While convergent evolution may occur both on structures and sequences, the issue of conformational changes is specific to structures and represents yet another challenge for structure-based phylogeny. For instance, protein kinase domains can be found in a closed or open form9, a variation that may dominate a naive structural classification if left uncorrected. In this context, one can intuitively understand why IMD methods based on the comparison of internal distances should be less affected by conformational variations than RMSD approaches that are based on global fold comparisons. Indeed, whenever they occur, conformational variations will only affect a subset of the internal distances but will lead to spurious averaged rigid superpositions affecting all the distances measured by an RMSD. This hypothesis was thoroughly tested in the original validation of the lDDT metric where the authors used extensive simulations to demonstrate the lDDT capacity to recover the domain-based structural similarities even when applied globally on multi-domain proteins in different conformations. In this same study, the authors were able to show the superiority of their IMD-based approach over the Global Distance Test used in previous CASP contests and based on rigid superpositions. Our observation of better performances when using IMD rather than TM-based trees supports these observations. It nonetheless remains that both TM and IMD measures are sensitive to conformational variations and that when using them to reconstruct phylogenies, one should probably favour procedures in which multi-domain proteins are pre-processed into single domains and analyzed accordingly. This pre-processing is common practice when computing multiple sequence alignments.
The suitability of structure-based metrics to provide trustworthy evolutionary distances is a key aspect of this study. Our results unambiguously establish the superiority of these metrics over a simple Hamming distance like pdist and they also show the superiority of corrected distances like LG + G25. Structural evolution is therefore not totally immune to saturation and would probably benefit from a correction of some sort. In sequences, multiple hit corrections are explicitly meant to account for non-visible mutations including reversions. This phenomenon is unlikely to occur at the structural level whose fluctuations may be more similar to a kind of constrained 3D random walk. Corrections, if they have to be applied, would probably have to model this process.

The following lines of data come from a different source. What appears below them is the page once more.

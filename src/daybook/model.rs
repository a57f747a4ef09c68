use chrono::{DateTime, NaiveDate, Utc};
use serde::{Deserialize, Serialize};
use std::fmt;
use std::str::FromStr;

/// The schema version new entries are written at. `codec::migrate` lifts
/// older entries up to this version.
pub const CURRENT_SCHEMA_VERSION: i64 = 1;

/// Calendar date key for an entry, always rendered `YYYY-MM-DD`.
///
/// Parsing goes through the real calendar, so `2025-13-40` is rejected even
/// though it matches the digit pattern.
#[derive(
    Debug, Clone, Copy, PartialEq, Eq, PartialOrd, Ord, Hash, Serialize, Deserialize,
)]
#[serde(transparent)]
pub struct EntryDate(NaiveDate);

impl EntryDate {
    pub fn new(date: NaiveDate) -> Self {
        Self(date)
    }

    pub fn today() -> Self {
        Self(Utc::now().date_naive())
    }

    pub fn as_naive(&self) -> NaiveDate {
        self.0
    }
}

impl fmt::Display for EntryDate {
    fn fmt(&self, f: &mut fmt::Formatter<'_>) -> fmt::Result {
        write!(f, "{}", self.0.format("%Y-%m-%d"))
    }
}

impl FromStr for EntryDate {
    type Err = String;

    fn from_str(s: &str) -> std::result::Result<Self, Self::Err> {
        NaiveDate::parse_from_str(s, "%Y-%m-%d")
            .map(EntryDate)
            .map_err(|_| format!("Invalid date (expected YYYY-MM-DD): {}", s))
    }
}

/// A scalar from the document metadata block.
///
/// Metadata lines are `key: value` text; values that parse as numbers are
/// coerced, anything else is kept verbatim so `validate` can report it
/// instead of the decoder silently mangling it.
#[derive(Debug, Clone, PartialEq)]
pub enum MetaValue {
    Int(i64),
    Float(f64),
    Text(String),
}

impl MetaValue {
    pub fn parse(raw: &str) -> Self {
        let raw = raw.trim();
        if let Ok(n) = raw.parse::<i64>() {
            return MetaValue::Int(n);
        }
        // Non-finite parses ("NaN", "inf") stay text so validate can
        // reject them instead of them leaking into arithmetic.
        if let Ok(f) = raw.parse::<f64>() {
            if f.is_finite() {
                return MetaValue::Float(f);
            }
        }
        MetaValue::Text(raw.to_string())
    }

    pub fn as_f64(&self) -> Option<f64> {
        match self {
            MetaValue::Int(n) => Some(*n as f64),
            MetaValue::Float(f) => Some(*f),
            MetaValue::Text(_) => None,
        }
    }

    pub fn as_i64(&self) -> Option<i64> {
        match self {
            MetaValue::Int(n) => Some(*n),
            MetaValue::Float(f) if f.fract() == 0.0 => Some(*f as i64),
            _ => None,
        }
    }
}

impl fmt::Display for MetaValue {
    fn fmt(&self, f: &mut fmt::Formatter<'_>) -> fmt::Result {
        match self {
            MetaValue::Int(n) => write!(f, "{}", n),
            // Whole floats keep their decimal point so a reparse stays a
            // float: 7.0 must not come back as the integer 7.
            MetaValue::Float(x) if x.fract() == 0.0 => write!(f, "{:.1}", x),
            MetaValue::Float(x) => write!(f, "{}", x),
            MetaValue::Text(s) => write!(f, "{}", s),
        }
    }
}

impl From<i64> for MetaValue {
    fn from(n: i64) -> Self {
        MetaValue::Int(n)
    }
}

impl From<f64> for MetaValue {
    fn from(f: f64) -> Self {
        MetaValue::Float(f)
    }
}

/// The five daily self-ratings, each constrained to [0, 10] by `validate`.
#[derive(Debug, Clone, Copy, PartialEq, Eq, Hash)]
pub enum ScoreKind {
    Score,
    Discipline,
    Focus,
    Energy,
    Mood,
}

impl ScoreKind {
    pub const ALL: [ScoreKind; 5] = [
        ScoreKind::Score,
        ScoreKind::Discipline,
        ScoreKind::Focus,
        ScoreKind::Energy,
        ScoreKind::Mood,
    ];

    /// Metadata key for this score, as written in the document.
    pub fn key(&self) -> &'static str {
        match self {
            ScoreKind::Score => "score",
            ScoreKind::Discipline => "discipline",
            ScoreKind::Focus => "focus",
            ScoreKind::Energy => "energy",
            ScoreKind::Mood => "mood",
        }
    }
}

#[derive(Debug, Clone, PartialEq)]
pub struct ScoreSet {
    pub score: MetaValue,
    pub discipline: MetaValue,
    pub focus: MetaValue,
    pub energy: MetaValue,
    pub mood: MetaValue,
}

impl Default for ScoreSet {
    fn default() -> Self {
        Self {
            score: MetaValue::Int(5),
            discipline: MetaValue::Int(5),
            focus: MetaValue::Int(5),
            energy: MetaValue::Int(5),
            mood: MetaValue::Int(5),
        }
    }
}

impl ScoreSet {
    pub fn get(&self, kind: ScoreKind) -> &MetaValue {
        match kind {
            ScoreKind::Score => &self.score,
            ScoreKind::Discipline => &self.discipline,
            ScoreKind::Focus => &self.focus,
            ScoreKind::Energy => &self.energy,
            ScoreKind::Mood => &self.mood,
        }
    }

    pub fn get_mut(&mut self, kind: ScoreKind) -> &mut MetaValue {
        match kind {
            ScoreKind::Score => &mut self.score,
            ScoreKind::Discipline => &mut self.discipline,
            ScoreKind::Focus => &mut self.focus,
            ScoreKind::Energy => &mut self.energy,
            ScoreKind::Mood => &mut self.mood,
        }
    }
}

/// The five named subsections of section 4.
#[derive(Debug, Clone, Copy, PartialEq, Eq, Hash)]
pub enum Pillar {
    Health,
    Skill,
    Money,
    Leverage,
    Mind,
}

impl Pillar {
    pub const ALL: [Pillar; 5] = [
        Pillar::Health,
        Pillar::Skill,
        Pillar::Money,
        Pillar::Leverage,
        Pillar::Mind,
    ];

    pub fn title(&self) -> &'static str {
        match self {
            Pillar::Health => "Health",
            Pillar::Skill => "Skill",
            Pillar::Money => "Money",
            Pillar::Leverage => "Leverage",
            Pillar::Mind => "Mind",
        }
    }

    /// Case-insensitive title lookup, used when decoding subheadings.
    pub fn from_title(s: &str) -> Option<Pillar> {
        Pillar::ALL
            .into_iter()
            .find(|p| p.title().eq_ignore_ascii_case(s.trim()))
    }
}

#[derive(Debug, Clone, Default, PartialEq)]
pub struct Pillars {
    pub health: String,
    pub skill: String,
    pub money: String,
    pub leverage: String,
    pub mind: String,
}

impl Pillars {
    pub fn get(&self, pillar: Pillar) -> &str {
        match pillar {
            Pillar::Health => &self.health,
            Pillar::Skill => &self.skill,
            Pillar::Money => &self.money,
            Pillar::Leverage => &self.leverage,
            Pillar::Mind => &self.mind,
        }
    }

    pub fn get_mut(&mut self, pillar: Pillar) -> &mut String {
        match pillar {
            Pillar::Health => &mut self.health,
            Pillar::Skill => &mut self.skill,
            Pillar::Money => &mut self.money,
            Pillar::Leverage => &mut self.leverage,
            Pillar::Mind => &mut self.mind,
        }
    }
}

/// Identifies one addressable body section.
///
/// Sections are numbered 1–11 in the document; section 4 is the pillar
/// block, addressed through its subsection tag. This replaces string-built
/// field keys with something the compiler checks.
#[derive(Debug, Clone, Copy, PartialEq, Eq, Hash)]
pub enum SectionId {
    Identity,
    Wins,
    Lessons,
    Pillar(Pillar),
    Gratitude,
    Plan,
    Ideas,
    People,
    Habits,
    Reflections,
    Notes,
}

impl SectionId {
    /// Top-level section number in the document (1–11).
    pub fn number(&self) -> u8 {
        match self {
            SectionId::Identity => 1,
            SectionId::Wins => 2,
            SectionId::Lessons => 3,
            SectionId::Pillar(_) => 4,
            SectionId::Gratitude => 5,
            SectionId::Plan => 6,
            SectionId::Ideas => 7,
            SectionId::People => 8,
            SectionId::Habits => 9,
            SectionId::Reflections => 10,
            SectionId::Notes => 11,
        }
    }
}

#[derive(Debug, Clone, Default, PartialEq)]
pub struct Sections {
    pub identity: String,
    pub wins: String,
    pub lessons: String,
    pub pillars: Pillars,
    pub gratitude: String,
    pub plan: String,
    pub ideas: String,
    pub people: String,
    pub habits: String,
    pub reflections: String,
    pub notes: String,
}

/// One dated journal record.
#[derive(Debug, Clone, PartialEq)]
pub struct Entry {
    pub schema_version: i64,
    /// Date string as decoded; validated against the calendar before any
    /// save. Kept raw so `validate` can report a malformed value.
    pub date: String,
    pub scores: ScoreSet,
    pub net_worth_delta: MetaValue,
    pub sections: Sections,
}

impl Entry {
    /// A blank entry for a date that exists neither locally nor remotely.
    pub fn empty(date: &EntryDate) -> Self {
        Self {
            schema_version: CURRENT_SCHEMA_VERSION,
            date: date.to_string(),
            scores: ScoreSet::default(),
            net_worth_delta: MetaValue::Int(0),
            sections: Sections::default(),
        }
    }

    pub fn section(&self, id: SectionId) -> &str {
        match id {
            SectionId::Identity => &self.sections.identity,
            SectionId::Wins => &self.sections.wins,
            SectionId::Lessons => &self.sections.lessons,
            SectionId::Pillar(p) => self.sections.pillars.get(p),
            SectionId::Gratitude => &self.sections.gratitude,
            SectionId::Plan => &self.sections.plan,
            SectionId::Ideas => &self.sections.ideas,
            SectionId::People => &self.sections.people,
            SectionId::Habits => &self.sections.habits,
            SectionId::Reflections => &self.sections.reflections,
            SectionId::Notes => &self.sections.notes,
        }
    }

    pub fn section_mut(&mut self, id: SectionId) -> &mut String {
        match id {
            SectionId::Identity => &mut self.sections.identity,
            SectionId::Wins => &mut self.sections.wins,
            SectionId::Lessons => &mut self.sections.lessons,
            SectionId::Pillar(p) => self.sections.pillars.get_mut(p),
            SectionId::Gratitude => &mut self.sections.gratitude,
            SectionId::Plan => &mut self.sections.plan,
            SectionId::Ideas => &mut self.sections.ideas,
            SectionId::People => &mut self.sections.people,
            SectionId::Habits => &mut self.sections.habits,
            SectionId::Reflections => &mut self.sections.reflections,
            SectionId::Notes => &mut self.sections.notes,
        }
    }
}

/// Whether the local copy has been confirmed against the remote store.
#[derive(Debug, Clone, Copy, PartialEq, Eq, Serialize, Deserialize)]
pub enum SyncState {
    Synced,
    Pending,
}

/// The cache's stored representation of an entry.
#[derive(Debug, Clone, Serialize, Deserialize)]
pub struct CacheRecord {
    /// Serialized document text, exactly as the codec produced it.
    pub document: String,
    /// Optimistic-concurrency token from the last known remote write.
    /// None means the entry has never been synced.
    pub remote_version_token: Option<String>,
    pub sync_state: SyncState,
    pub last_modified_at: DateTime<Utc>,
}

impl CacheRecord {
    pub fn pending(document: String, remote_version_token: Option<String>) -> Self {
        Self {
            document,
            remote_version_token,
            sync_state: SyncState::Pending,
            last_modified_at: Utc::now(),
        }
    }

    pub fn synced(document: String, remote_version_token: String) -> Self {
        Self {
            document,
            remote_version_token: Some(remote_version_token),
            sync_state: SyncState::Synced,
            last_modified_at: Utc::now(),
        }
    }
}

#[cfg(test)]
mod tests {
    use super::*;

    #[test]
    fn test_entry_date_parsing() {
        assert_eq!(
            "2025-12-25".parse::<EntryDate>().unwrap().to_string(),
            "2025-12-25"
        );
        assert!("2025-13-40".parse::<EntryDate>().is_err());
        assert!("not-a-date".parse::<EntryDate>().is_err());
        assert!("2025-2-5".parse::<EntryDate>().is_err());
    }

    #[test]
    fn test_entry_date_ordering() {
        let a: EntryDate = "2025-01-01".parse().unwrap();
        let b: EntryDate = "2025-06-15".parse().unwrap();
        assert!(a < b);
    }

    #[test]
    fn test_meta_value_coercion() {
        assert_eq!(MetaValue::parse("8"), MetaValue::Int(8));
        assert_eq!(MetaValue::parse("-123.45"), MetaValue::Float(-123.45));
        assert_eq!(MetaValue::parse("high"), MetaValue::Text("high".into()));
        assert_eq!(MetaValue::parse(" 10 "), MetaValue::Int(10));
    }

    #[test]
    fn test_meta_value_display_round_trips() {
        for raw in ["1000", "-42", "3.5", "free text"] {
            let value = MetaValue::parse(raw);
            assert_eq!(MetaValue::parse(&value.to_string()), value);
        }
    }

    #[test]
    fn test_pillar_title_lookup_is_case_insensitive() {
        assert_eq!(Pillar::from_title("health"), Some(Pillar::Health));
        assert_eq!(Pillar::from_title("LEVERAGE"), Some(Pillar::Leverage));
        assert_eq!(Pillar::from_title("Wealth"), None);
    }

    #[test]
    fn test_section_access_by_id() {
        let date: EntryDate = "2025-03-01".parse().unwrap();
        let mut entry = Entry::empty(&date);
        *entry.section_mut(SectionId::Pillar(Pillar::Money)) = "saved more".into();
        assert_eq!(entry.section(SectionId::Pillar(Pillar::Money)), "saved more");
        assert_eq!(entry.section(SectionId::Identity), "");
        assert_eq!(SectionId::Pillar(Pillar::Mind).number(), 4);
        assert_eq!(SectionId::Notes.number(), 11);
    }
}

The results collected in our report do not offer a definite answer on the respective merits of the TM and IMD metrics. In the saturation analysis, the TM behaviour is on average better than IMD while the IMD exhibits a higher level of tree-likeness and generates topologies in better agreement with ML. We based most of this study on the IMD because it provided us with a more convenient analytic framework than TM. For instance, the IMD offers a better continuity between sequence and structural analysis by allowing the effect of multiple aligners to be measured. Yet, in all fairness, we cannot rule out that similar results could have been achieved if the bootstrap had been implemented using a TM-based procedure, for instance by sampling groups of homologous carbon alpha rather than pairs of sites.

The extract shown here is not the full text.